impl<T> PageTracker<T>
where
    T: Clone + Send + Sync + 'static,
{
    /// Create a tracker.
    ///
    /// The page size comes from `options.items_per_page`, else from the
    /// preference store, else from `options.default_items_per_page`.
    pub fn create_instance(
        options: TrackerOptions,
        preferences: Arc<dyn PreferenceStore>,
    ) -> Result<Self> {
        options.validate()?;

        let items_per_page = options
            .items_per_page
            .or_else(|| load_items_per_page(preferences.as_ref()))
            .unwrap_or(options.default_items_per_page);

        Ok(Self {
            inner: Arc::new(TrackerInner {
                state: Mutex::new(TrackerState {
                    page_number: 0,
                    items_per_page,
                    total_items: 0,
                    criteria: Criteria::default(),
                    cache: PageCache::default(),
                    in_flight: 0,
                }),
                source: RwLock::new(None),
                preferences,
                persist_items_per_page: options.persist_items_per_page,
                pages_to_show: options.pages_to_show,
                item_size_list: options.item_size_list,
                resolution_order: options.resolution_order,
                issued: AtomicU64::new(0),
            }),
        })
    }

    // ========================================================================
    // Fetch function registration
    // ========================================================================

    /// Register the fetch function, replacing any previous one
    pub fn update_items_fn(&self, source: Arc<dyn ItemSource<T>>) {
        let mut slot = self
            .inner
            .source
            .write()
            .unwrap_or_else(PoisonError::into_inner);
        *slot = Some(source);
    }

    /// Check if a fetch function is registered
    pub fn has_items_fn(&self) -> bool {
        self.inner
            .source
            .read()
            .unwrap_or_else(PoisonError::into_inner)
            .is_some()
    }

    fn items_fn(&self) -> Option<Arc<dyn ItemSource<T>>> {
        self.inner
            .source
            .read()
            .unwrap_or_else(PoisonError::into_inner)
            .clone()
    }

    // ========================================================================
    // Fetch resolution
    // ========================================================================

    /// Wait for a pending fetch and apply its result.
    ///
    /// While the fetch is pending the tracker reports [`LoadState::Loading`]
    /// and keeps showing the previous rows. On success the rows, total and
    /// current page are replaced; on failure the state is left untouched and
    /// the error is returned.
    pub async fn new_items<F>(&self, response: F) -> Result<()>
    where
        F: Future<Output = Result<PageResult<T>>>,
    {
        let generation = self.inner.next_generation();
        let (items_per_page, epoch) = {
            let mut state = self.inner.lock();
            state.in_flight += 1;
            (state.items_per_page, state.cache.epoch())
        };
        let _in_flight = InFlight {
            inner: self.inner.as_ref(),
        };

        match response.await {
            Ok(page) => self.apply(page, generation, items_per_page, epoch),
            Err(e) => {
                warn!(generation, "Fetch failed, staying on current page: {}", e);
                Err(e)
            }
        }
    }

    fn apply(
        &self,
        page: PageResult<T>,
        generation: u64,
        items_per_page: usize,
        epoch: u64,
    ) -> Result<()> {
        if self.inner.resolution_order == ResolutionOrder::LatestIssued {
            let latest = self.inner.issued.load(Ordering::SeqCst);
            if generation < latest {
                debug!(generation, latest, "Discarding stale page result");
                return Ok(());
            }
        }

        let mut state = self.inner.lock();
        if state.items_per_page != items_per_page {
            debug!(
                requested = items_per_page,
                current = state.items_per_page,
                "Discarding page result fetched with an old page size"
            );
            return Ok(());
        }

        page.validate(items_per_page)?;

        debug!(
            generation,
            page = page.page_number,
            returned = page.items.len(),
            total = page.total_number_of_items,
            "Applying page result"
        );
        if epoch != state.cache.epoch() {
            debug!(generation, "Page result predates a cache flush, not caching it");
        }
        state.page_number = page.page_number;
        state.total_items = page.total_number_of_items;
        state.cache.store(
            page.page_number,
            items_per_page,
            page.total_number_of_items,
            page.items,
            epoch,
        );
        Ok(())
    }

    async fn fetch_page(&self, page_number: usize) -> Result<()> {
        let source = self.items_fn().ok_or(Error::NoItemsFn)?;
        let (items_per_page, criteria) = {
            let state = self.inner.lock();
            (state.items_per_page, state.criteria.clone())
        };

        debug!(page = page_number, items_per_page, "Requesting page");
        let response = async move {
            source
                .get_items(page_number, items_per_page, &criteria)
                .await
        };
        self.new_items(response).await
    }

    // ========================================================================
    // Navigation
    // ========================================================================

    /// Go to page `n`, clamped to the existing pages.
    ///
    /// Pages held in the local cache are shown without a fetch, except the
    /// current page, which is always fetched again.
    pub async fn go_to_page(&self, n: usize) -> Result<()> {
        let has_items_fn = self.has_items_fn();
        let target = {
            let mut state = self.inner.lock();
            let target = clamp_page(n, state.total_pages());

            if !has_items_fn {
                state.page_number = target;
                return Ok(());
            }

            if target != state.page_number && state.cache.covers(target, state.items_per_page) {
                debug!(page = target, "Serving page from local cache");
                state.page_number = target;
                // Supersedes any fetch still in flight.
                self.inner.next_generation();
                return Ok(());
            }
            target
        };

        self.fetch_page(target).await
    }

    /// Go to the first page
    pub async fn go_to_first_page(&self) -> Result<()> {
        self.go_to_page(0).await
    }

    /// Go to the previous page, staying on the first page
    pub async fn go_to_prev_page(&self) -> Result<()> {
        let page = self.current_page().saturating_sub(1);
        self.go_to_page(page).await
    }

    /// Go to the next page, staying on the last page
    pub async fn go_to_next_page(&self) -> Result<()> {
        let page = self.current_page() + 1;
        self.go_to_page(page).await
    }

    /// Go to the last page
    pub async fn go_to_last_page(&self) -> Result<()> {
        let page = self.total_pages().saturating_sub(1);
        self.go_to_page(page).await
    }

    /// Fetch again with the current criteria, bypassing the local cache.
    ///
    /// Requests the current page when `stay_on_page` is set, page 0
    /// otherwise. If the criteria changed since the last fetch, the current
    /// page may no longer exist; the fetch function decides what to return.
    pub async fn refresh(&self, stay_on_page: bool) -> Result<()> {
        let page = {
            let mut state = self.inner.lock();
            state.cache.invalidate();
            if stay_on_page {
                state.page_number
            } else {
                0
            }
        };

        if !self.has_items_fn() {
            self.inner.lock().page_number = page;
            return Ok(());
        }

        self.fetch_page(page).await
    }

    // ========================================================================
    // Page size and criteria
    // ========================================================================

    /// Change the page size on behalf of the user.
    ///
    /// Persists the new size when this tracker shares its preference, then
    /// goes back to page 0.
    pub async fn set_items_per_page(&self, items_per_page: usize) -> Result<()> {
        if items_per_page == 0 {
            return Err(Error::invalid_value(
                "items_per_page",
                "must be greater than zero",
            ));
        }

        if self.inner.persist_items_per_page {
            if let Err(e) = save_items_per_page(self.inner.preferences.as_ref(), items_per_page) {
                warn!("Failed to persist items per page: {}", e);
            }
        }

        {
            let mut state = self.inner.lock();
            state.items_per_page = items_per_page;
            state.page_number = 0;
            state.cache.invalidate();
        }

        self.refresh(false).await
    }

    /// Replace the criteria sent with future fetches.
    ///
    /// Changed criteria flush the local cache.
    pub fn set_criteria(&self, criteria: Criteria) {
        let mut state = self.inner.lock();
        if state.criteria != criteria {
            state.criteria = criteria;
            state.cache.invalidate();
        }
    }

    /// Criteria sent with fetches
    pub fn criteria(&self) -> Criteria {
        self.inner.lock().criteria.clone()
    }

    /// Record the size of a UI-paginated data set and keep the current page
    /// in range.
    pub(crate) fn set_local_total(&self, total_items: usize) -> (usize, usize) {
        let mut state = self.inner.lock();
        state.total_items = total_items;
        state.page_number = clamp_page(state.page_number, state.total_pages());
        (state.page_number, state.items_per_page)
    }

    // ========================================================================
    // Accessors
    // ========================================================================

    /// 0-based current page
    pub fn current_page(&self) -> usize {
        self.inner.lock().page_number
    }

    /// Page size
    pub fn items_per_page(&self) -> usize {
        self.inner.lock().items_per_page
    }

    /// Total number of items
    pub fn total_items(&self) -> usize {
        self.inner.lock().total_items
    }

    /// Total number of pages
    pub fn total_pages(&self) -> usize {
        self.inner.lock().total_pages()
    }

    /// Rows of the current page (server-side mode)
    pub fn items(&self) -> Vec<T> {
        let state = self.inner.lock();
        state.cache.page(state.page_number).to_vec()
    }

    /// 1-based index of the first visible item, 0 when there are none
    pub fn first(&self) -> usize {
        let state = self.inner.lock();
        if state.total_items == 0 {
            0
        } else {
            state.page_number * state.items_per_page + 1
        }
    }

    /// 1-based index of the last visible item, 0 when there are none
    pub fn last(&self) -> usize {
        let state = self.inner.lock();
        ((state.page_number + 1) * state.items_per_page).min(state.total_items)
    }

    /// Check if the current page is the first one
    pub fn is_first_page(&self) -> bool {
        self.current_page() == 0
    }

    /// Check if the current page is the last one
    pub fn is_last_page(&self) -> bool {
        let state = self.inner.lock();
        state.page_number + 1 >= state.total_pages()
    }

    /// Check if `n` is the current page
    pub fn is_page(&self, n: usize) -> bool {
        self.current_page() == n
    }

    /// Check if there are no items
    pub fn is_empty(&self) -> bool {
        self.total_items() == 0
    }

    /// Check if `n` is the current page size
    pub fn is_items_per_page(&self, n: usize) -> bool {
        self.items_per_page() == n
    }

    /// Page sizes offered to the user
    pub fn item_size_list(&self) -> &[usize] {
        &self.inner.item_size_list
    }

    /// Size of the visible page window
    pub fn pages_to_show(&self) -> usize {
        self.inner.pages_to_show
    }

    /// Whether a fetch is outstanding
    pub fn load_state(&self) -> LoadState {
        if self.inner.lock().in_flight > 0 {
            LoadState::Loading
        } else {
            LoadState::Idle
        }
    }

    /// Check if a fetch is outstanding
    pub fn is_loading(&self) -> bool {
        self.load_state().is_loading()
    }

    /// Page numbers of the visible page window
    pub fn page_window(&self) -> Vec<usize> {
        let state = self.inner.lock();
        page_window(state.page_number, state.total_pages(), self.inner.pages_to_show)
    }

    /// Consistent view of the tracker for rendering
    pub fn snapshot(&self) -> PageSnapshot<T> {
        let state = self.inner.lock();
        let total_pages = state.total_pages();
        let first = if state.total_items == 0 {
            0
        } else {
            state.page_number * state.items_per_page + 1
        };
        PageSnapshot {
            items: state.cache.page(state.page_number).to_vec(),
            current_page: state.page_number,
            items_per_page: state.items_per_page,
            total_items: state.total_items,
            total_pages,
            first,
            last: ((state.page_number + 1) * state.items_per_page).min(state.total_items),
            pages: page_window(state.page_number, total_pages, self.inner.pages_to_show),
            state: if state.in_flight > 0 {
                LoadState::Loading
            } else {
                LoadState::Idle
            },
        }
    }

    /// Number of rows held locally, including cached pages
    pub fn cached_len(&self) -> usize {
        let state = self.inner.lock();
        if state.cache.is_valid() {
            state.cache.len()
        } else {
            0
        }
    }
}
::::::::::
Task brief: In the records, which lines mention the word "held"? Copy those lines.

Exercise result:
    /// Pages held in the local cache are shown without a fetch, except the
    /// Number of rows held locally, including cached pages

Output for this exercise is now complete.